En 2003, pour les besoins de l’album Studio, Julien Clerc revisite le patrimoine des crooners américains et adapte, avec une certaine réussite, une partie non négligeable des œuvres de Nat King Cole, Cole Porter ou Irving Belin, sans oublier de rendre un hommage à Frank Sinatra. Un album où une flopée d’invités prestigieux se bousculent au portillon, de Maxime Le Forestier à Benjamin Biolay en passant par Alain Souchon, Jean-Loup Dabadie ou la future première dame de France, Carla Bruni. Cette même année, Julien Clerc est nommé « Ambassadeur de bonne volonté auprès de l’ONU », commençant par offrir les droits d’auteur de son titre « Partir ». 2004 s’avère toutefois plus tragique pour l’artiste, qui doit encaisser le décès d’Etienne Roda-Gil, alors que les deux hommes étaient en train de travailler sur un nouveau projet d’album.
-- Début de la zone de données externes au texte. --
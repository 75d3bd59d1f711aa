//! # State Module
//!
//! Application state for the storefront.
//!
//! Each concern gets its own state type instead of one big `AppState`, so a
//! command's signature says exactly which state it touches.
//!
//! ```text
//! ┌─────────────────────────────────────────────────────────────────────────┐
//! │                    Storefront State Types                               │
//! │                                                                         │
//! │  ┌──────────────┐ ┌──────────────┐ ┌──────────────┐ ┌──────────────┐   │
//! │  │ CatalogState │ │  CartState   │ │ SessionState │ │FavoritesState│   │
//! │  │              │ │              │ │              │ │              │   │
//! │  │ Arc<Catalog> │ │ Arc<Mutex<   │ │ Arc<Mutex<   │ │ Arc<Mutex<   │   │
//! │  │ (read-only)  │ │   Cart>>     │ │   Session>>  │ │   Favorites>>│   │
//! │  └──────────────┘ └──────────────┘ └──────────────┘ └──────────────┘   │
//! │                                                                         │
//! │  ┌──────────────┐ ┌──────────────┐ ┌──────────────────────────────┐    │
//! │  │ BrowseHolder │ │  StoreState  │ │ StorefrontConfig             │    │
//! │  │ filter bar   │ │ repositories │ │ page size, currency, db path │    │
//! │  └──────────────┘ └──────────────┘ └──────────────────────────────┘    │
//! └─────────────────────────────────────────────────────────────────────────┘
//! ```

mod browse;
mod cart;
mod catalog;
mod config;
mod favorites;
mod session;
mod store;

pub use browse::BrowseHolder;
pub use cart::CartState;
pub use catalog::CatalogState;
pub use config::{StorefrontConfig, DATABASE_FILE};
pub use favorites::FavoritesState;
pub use session::SessionState;
pub use store::StoreState;

#[cfg(test)]
pub(crate) use store::test_stores;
Clerc inclut les deux derniers titres de son parolier dans son album de 2005, Double Enfance, en guise d’hommage à son vieux compagnon de route, et renouvelle sa collaboration avec Carla Bruni sur trois titres.
2008 est l'occasion d'un nouvel album avec Où S'en Vont Les Avions ?, le toujours jeune et sémillant sexagénaire met à profit la tournée qui s'en suit pour sortir Tour 09. Julien Clerc, toujours en phase avec son public, effectue ainsi un bilan scénique des plus agréables.